Opportunity to answer those eternal and all-important questions came in the form of a very kind invitation from my employer. Flying J owns a private yacht (left over from the glory days), complete with Michele, a man who is a real live French Chef, and who can turn any Costco outing into a gourmet meal without even breaking a sweat. When my colleague, Fred Greener, and I finished selling the Bakersfield refinery in May (a critical part of the company's emergence from bankruptcy protection), our incredibly generous CEO asked us if we would like to pick a weekend and take our spouses on a cruise out of San Diego.
Well, that sounded nice, but it was very clear that Adrenaline Junky Danger Boy (aka Keegan) would NOT do well on an ocean going yacht (see the post before last), so we had to make a decision -- leave them all or not?
Oh, what the heck, right? Never up, never in. So we pulled the trigger--and almost didn't survive. Us that is. The kids were just fine. At least two of them didn't even want to see us when we got back. More fun to be with the cousins, don't ya know. So much for all that parental can't-let-my-children-suffer-one-whit-of-loneliness angst. Note to self: get over it already. Besides, the one who did miss us kept kissing us and saying "I missed you! I love you!" over and over again when we got back, so it was all worth it.
Anyway, after all that, thought you might want to see a few pics from our early summer experiment.
Here is the "FunRunner II". It was a good ride!
We woke up in the middle of Avalon Harbor in Catalina, which is visible, on a good day, from Long Beach. Below is my colleague Fred. Basically, if Fred is awake and within sight of water, it means there will be fishing. In fact, there may be fishing even if water is not in sight, but being this close proved irresistible. Notwithtstanding the many stories I have heard, it quickly became apparent that he only knew how to catch little ones. :-)
Actually, what they lacked in size, these Calico Bass made up for in quality (with help from Michele, of course). Fred has become one of my very close friends, so it is perfectly acceptable for me to tease him about fishing.
On that front, I have no idea how an Idaho farm boy/bedrock Conservative (As in Tea Party? We don't need no stinkin' Tea Party! Somebody give us a real revolution and overthrow the Government, dang it!), became fond of me, a lived-in-the-big-city-for-most-of-his-life guy, most recently of San Francisco, for Pete's sake (apart from considering my native charm and winning personality, of course).
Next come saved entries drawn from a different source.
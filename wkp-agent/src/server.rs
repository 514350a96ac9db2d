//! Axum health server.

use crate::state::AppState;
use axum::extract::State;
use axum::{Json, Router, routing::get};
use serde::Serialize;
use std::collections::BTreeMap;
use std::net::SocketAddr;
use tokio::net::TcpListener;
use tokio::sync::watch;
use wkp_agent_core::processors::{PollerStatsSnapshot, wait_for_shutdown};

/// Build the health router.
pub fn build_router(state: AppState) -> Router {
    Router::new()
        .route("/healthz", get(health_check))
        .with_state(state)
}

/// Health check response.
#[derive(Debug, Serialize)]
struct HealthResponse {
    status: &'static str,
    version: &'static str,
    uptime_secs: u64,
    pollers: BTreeMap<String, PollerStatsSnapshot>,
}

/// Returns OK while the agent is running, with poller counters.
async fn health_check(State(state): State<AppState>) -> Json<HealthResponse> {
    let pollers = state
        .pollers()
        .iter()
        .map(|(name, stats)| (name.clone(), stats.snapshot()))
        .collect();

    Json(HealthResponse {
        status: "healthy",
        version: env!("CARGO_PKG_VERSION"),
        uptime_secs: state.uptime_secs(),
        pollers,
    })
}

/// Run the server until shutdown is signalled.
pub async fn run_server(
    router: Router,
    addr: SocketAddr,
    mut shutdown_rx: watch::Receiver<bool>,
) -> Result<(), std::io::Error> {
    let listener = TcpListener::bind(addr).await?;
    tracing::info!("Health server listening on {}", addr);

    axum::serve(listener, router)
        .with_graceful_shutdown(async move { wait_for_shutdown(&mut shutdown_rx).await })
        .await
}
//! Configuration module for wkp-agent.
//!
//! Handles loading configuration from TOML files, CLI arguments,
//! and environment variables.

pub mod file;
pub mod runtime;

use crate::config::file::FileConfig;
use crate::config::runtime::{PollerConfig, RuntimeConfig, TransportConfig, WatcherConfig};
use std::net::SocketAddr;
use std::path::{Path, PathBuf};
use std::time::Duration;
use thiserror::Error;
use url::Url;

/// Environment variable holding the agent token.
pub const TOKEN_ENV_VAR: &str = "WKP_AGENT_TOKEN";

/// Errors that can occur during configuration loading.
#[derive(Debug, Error)]
pub enum ConfigError {
    #[error("failed to read config file: {0}")]
    IoError(#[from] std::io::Error),

    #[error("failed to parse config file: {0}")]
    ParseError(#[from] toml::de::Error),

    #[error("validation error: {0}")]
    ValidationError(String),

    #[error("WKP_AGENT_TOKEN environment variable not set")]
    MissingToken,
}

/// Values given on the command line, taking precedence over the file.
#[derive(Debug, Clone, Default)]
pub struct CliOverrides {
    pub collector_url: Option<Url>,
    pub health_listen: Option<SocketAddr>,
}

/// Configuration loader that handles the complete loading process.
pub struct ConfigLoader {
    config_path: PathBuf,
    overrides: CliOverrides,
}

impl ConfigLoader {
    pub fn new(config_path: impl AsRef<Path>, overrides: CliOverrides) -> Self {
        Self {
            config_path: config_path.as_ref().to_path_buf(),
            overrides,
        }
    }

    /// Load and process the configuration.
    ///
    /// This will:
    /// 1. Read the TOML file
    /// 2. Apply CLI overrides
    /// 3. Validate and build the runtime configuration
    pub fn load(&self) -> Result<RuntimeConfig, ConfigError> {
        let config_content = std::fs::read_to_string(&self.config_path)?;
        let file_config: FileConfig = toml::from_str(&config_content)?;
        self.build(file_config)
    }

    fn build(&self, mut file_config: FileConfig) -> Result<RuntimeConfig, ConfigError> {
        if let Some(url) = &self.overrides.collector_url {
            file_config.transport.url = Some(url.clone());
        }
        if let Some(listen) = self.overrides.health_listen {
            file_config.health.listen = listen;
        }

        let url = file_config.transport.url.clone().ok_or_else(|| {
            ConfigError::ValidationError("transport.url must be set".to_string())
        })?;
        if !matches!(url.scheme(), "http" | "https") {
            return Err(ConfigError::ValidationError(format!(
                "transport.url must be http or https, got {}",
                url.scheme()
            )));
        }
        if file_config.transport.timeout_secs == 0 {
            return Err(ConfigError::ValidationError(
                "transport.timeout_secs must be non-zero".to_string(),
            ));
        }

        let events = &file_config.watchers.events;
        let events_watcher = if events.enabled {
            if events.workers == 0 {
                return Err(ConfigError::ValidationError(
                    "watchers.events.workers must be non-zero".to_string(),
                ));
            }
            Some(WatcherConfig {
                workers: events.workers,
                max_retries: events.max_retries,
                cache_sync_timeout: Duration::from_secs(events.cache_sync_timeout_secs),
            })
        } else {
            None
        };

        let pollers = &file_config.pollers;
        let cluster_info = poller(
            "cluster-info",
            pollers.cluster_info_enabled,
            pollers.cluster_info_interval_secs,
        )?;
        let flux_info = poller(
            "flux-info",
            pollers.flux_info_enabled,
            pollers.flux_info_interval_secs,
        )?;

        Ok(RuntimeConfig {
            source: file_config.agent.source,
            transport: TransportConfig {
                url,
                timeout: Duration::from_secs(file_config.transport.timeout_secs),
            },
            events_watcher,
            cluster_info,
            flux_info,
            health_listen: file_config.health.listen,
        })
    }
}

fn poller(
    name: &str,
    enabled: bool,
    interval_secs: u64,
) -> Result<Option<PollerConfig>, ConfigError> {
    if !enabled {
        return Ok(None);
    }
    if interval_secs == 0 {
        return Err(ConfigError::ValidationError(format!(
            "{name} interval must be non-zero"
        )));
    }
    Ok(Some(PollerConfig::new(
        name,
        Duration::from_secs(interval_secs),
    )))
}

/// Get the agent token from the environment.
pub fn get_agent_token() -> Result<String, ConfigError> {
    std::env::var(TOKEN_ENV_VAR)
        .ok()
        .filter(|token| !token.is_empty())
        .ok_or(ConfigError::MissingToken)
}
//! TOML file configuration structures.
//!
//! These structs directly map to the `wkp-agent.toml` file format. Every
//! section is optional except the collector URL, which may also come from
//! the command line.

use serde::{Deserialize, Serialize};
use std::net::{Ipv4Addr, SocketAddr};
use url::Url;

/// Root configuration structure as read from the TOML file.
#[derive(Debug, Clone, Default, Serialize, Deserialize)]
#[serde(default)]
pub struct FileConfig {
    pub agent: AgentConfig,
    pub transport: TransportConfig,
    pub watchers: WatchersConfig,
    pub pollers: PollersConfig,
    pub health: HealthConfig,
}

/// Agent identity section.
#[derive(Debug, Clone, Serialize, Deserialize)]
#[serde(default)]
pub struct AgentConfig {
    /// Source attribute stamped on every envelope.
    pub source: String,
}

impl Default for AgentConfig {
    fn default() -> Self {
        Self {
            source: "wkp-agent".to_string(),
        }
    }
}

/// Collector endpoint section.
#[derive(Debug, Clone, Serialize, Deserialize)]
#[serde(default)]
pub struct TransportConfig {
    pub url: Option<Url>,
    pub timeout_secs: u64,
}

impl Default for TransportConfig {
    fn default() -> Self {
        Self {
            url: None,
            timeout_secs: 30,
        }
    }
}

#[derive(Debug, Clone, Default, Serialize, Deserialize)]
#[serde(default)]
pub struct WatchersConfig {
    /// Watcher forwarding core/v1 Events.
    pub events: WatcherConfig,
}

#[derive(Debug, Clone, Serialize, Deserialize)]
#[serde(default)]
pub struct WatcherConfig {
    pub enabled: bool,
    pub workers: usize,
    pub max_retries: u32,
    pub cache_sync_timeout_secs: u64,
}

impl Default for WatcherConfig {
    fn default() -> Self {
        Self {
            enabled: true,
            workers: 1,
            max_retries: 5,
            cache_sync_timeout_secs: 60,
        }
    }
}

#[derive(Debug, Clone, Serialize, Deserialize)]
#[serde(default)]
pub struct PollersConfig {
    pub cluster_info_enabled: bool,
    pub cluster_info_interval_secs: u64,
    pub flux_info_enabled: bool,
    pub flux_info_interval_secs: u64,
}

impl Default for PollersConfig {
    fn default() -> Self {
        Self {
            cluster_info_enabled: true,
            cluster_info_interval_secs: 10,
            flux_info_enabled: true,
            flux_info_interval_secs: 10,
        }
    }
}

/// Health endpoint section.
#[derive(Debug, Clone, Serialize, Deserialize)]
#[serde(default)]
pub struct HealthConfig {
    /// The address and port to listen on (e.g., "0.0.0.0:8080").
    pub listen: SocketAddr,
}

impl Default for HealthConfig {
    fn default() -> Self {
        Self {
            listen: SocketAddr::from((Ipv4Addr::UNSPECIFIED, 8080)),
        }
    }
}

#[cfg(test)]
mod tests {
    use super::*;

    #[test]
    fn test_full_config_parsing() {
        let toml_str = r#"
[agent]
source = "cluster-a"

[transport]
url = "http://collector:8080/events"
timeout_secs = 5

[watchers.events]
enabled = true
workers = 4
cache_sync_timeout_secs = 30

[pollers]
cluster_info_interval_secs = 60
flux_info_enabled = false

[health]
listen = "127.0.0.1:9090"
"#;
        let config: FileConfig = toml::from_str(toml_str).unwrap();
        assert_eq!(config.agent.source, "cluster-a");
        assert_eq!(
            config.transport.url.unwrap().as_str(),
            "http://collector:8080/events"
        );
        assert_eq!(config.transport.timeout_secs, 5);
        assert_eq!(config.watchers.events.workers, 4);
        assert_eq!(config.watchers.events.max_retries, 5);
        assert_eq!(config.pollers.cluster_info_interval_secs, 60);
        assert!(config.pollers.cluster_info_enabled);
        assert!(!config.pollers.flux_info_enabled);
        assert_eq!(config.health.listen.port(), 9090);
    }

    #[test]
    fn test_empty_config_uses_defaults() {
        let config: FileConfig = toml::from_str("").unwrap();
        assert_eq!(config.agent.source, "wkp-agent");
        assert!(config.transport.url.is_none());
        assert_eq!(config.transport.timeout_secs, 30);
        assert!(config.watchers.events.enabled);
        assert_eq!(config.watchers.events.cache_sync_timeout_secs, 60);
        assert_eq!(config.pollers.flux_info_interval_secs, 10);
        assert_eq!(config.health.listen.port(), 8080);
    }

    #[test]
    fn test_invalid_url_is_rejected() {
        let toml_str = r#"
[transport]
url = "not a url"
"#;
        assert!(toml::from_str::<FileConfig>(toml_str).is_err());
    }
}
// Author: fnbench contributors
// Copyright © 2026, the fnbench authors, all rights reserved.
// Created: 6 October 2026

use std::time::Duration;
use thiserror::Error;

/// Problems with the static setup of a function. All of these are detected
/// before a server starts accepting calls.
#[derive(Error, Debug)]
pub enum ConfigError {
    #[error("the input catalog is empty")]
    EmptyCatalog,

    #[error("tag {0:?} is bound more than once")]
    DuplicateTag(String),

    #[error("the worker pool needs at least one thread")]
    ZeroWorkers,

    #[error("invalid listening address {0:?}")]
    InvalidAddress(String),
}

/// A single invocation failed. The server keeps running.
#[derive(Error, Debug)]
pub enum InvocationError {
    #[error("{function} failed on {input} after {latency:?}: {source:#}")]
    Failed {
        function: String,
        input: String,
        latency: Duration,
        source: anyhow::Error,
    },

    #[error("{function} took {latency:?} on {input}, over the {limit:?} limit")]
    DeadlineExceeded {
        function: String,
        input: String,
        latency: Duration,
        limit: Duration,
    },
}

impl InvocationError {
    /// Time spent in the computation before it failed or finished late.
    pub fn latency(&self) -> Duration {
        match self {
            InvocationError::Failed { latency, .. } => *latency,
            InvocationError::DeadlineExceeded { latency, .. } => *latency,
        }
    }

    pub fn input(&self) -> &str {
        match self {
            InvocationError::Failed { input, .. } => input,
            InvocationError::DeadlineExceeded { input, .. } => input,
        }
    }
}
But I think perhaps it is because bankruptcy is like war -- once you have been in a foxhole with someone while everyone else is shooting your way, you become like family. Anyway, he is a dear friend and it was a lot of fun spending time with him and his family.
After a day of shopping and a very fine couples massage for Kathleen and I (no pics of that -- so sorry -- know how you really wanted those), we left Avalon harbor to head north and east along the Catalina Coast. It provided some natural scenery that is amazing when you consider how close to LA (and all those liberal California people) it is.
Brown pelicans are pretty darn ugly when sitting, but they are so graceful in flight that they have always been one of my favorite things to see on the California coast.
Here is where we moored, further up the coast, near a scout camp, of all things. It had a fine view of a very large cormorant rookery.
Kathleen conquered one of her greatest fears while there -- an open water swim. She Rocks.
On the way back the next day, we encountered a whole pod of dolphins. I was only able to snap a few pics, but I have to say that no matter how many times you see this, it is always magical.
As we entered San Diego Harbor, the Sea Lions, true to form, did their best not to greet us.
The harbor itself is full of man made wonders. In addition to nuclear submarines (so much bigger than I thought they would be) it contains several aircraft carriers, like the Midway, below (a 1960s era ship).
The Midway is completely dwarfed, however, by even bigger carriers, such as the Nimitz (68) and Carl Vinson (70) below. (The Ronald Reagan, also based here, was away on duty). It is hard to tell here, but those things are absolutely huge!
The harbor was also full of guided missle destroyers, cruisers, and others that stretched literally as far as the eye could see. It is pretty tough to float by all of this and not feel absolutely patriotic. God Bless our troops, sailors and airmen. We hold them to such high standards and give them such hard things to do, and they somehow manage to do it. Just amazing.
We finished off our trip with a quick visit to Cabrillo Point, I think the only national monument in California that we had not visited.
All in all, a very good trip. It was good enough, and non-traumatic enough, that we immediately began plotting our England adventure when we returned. More on that later!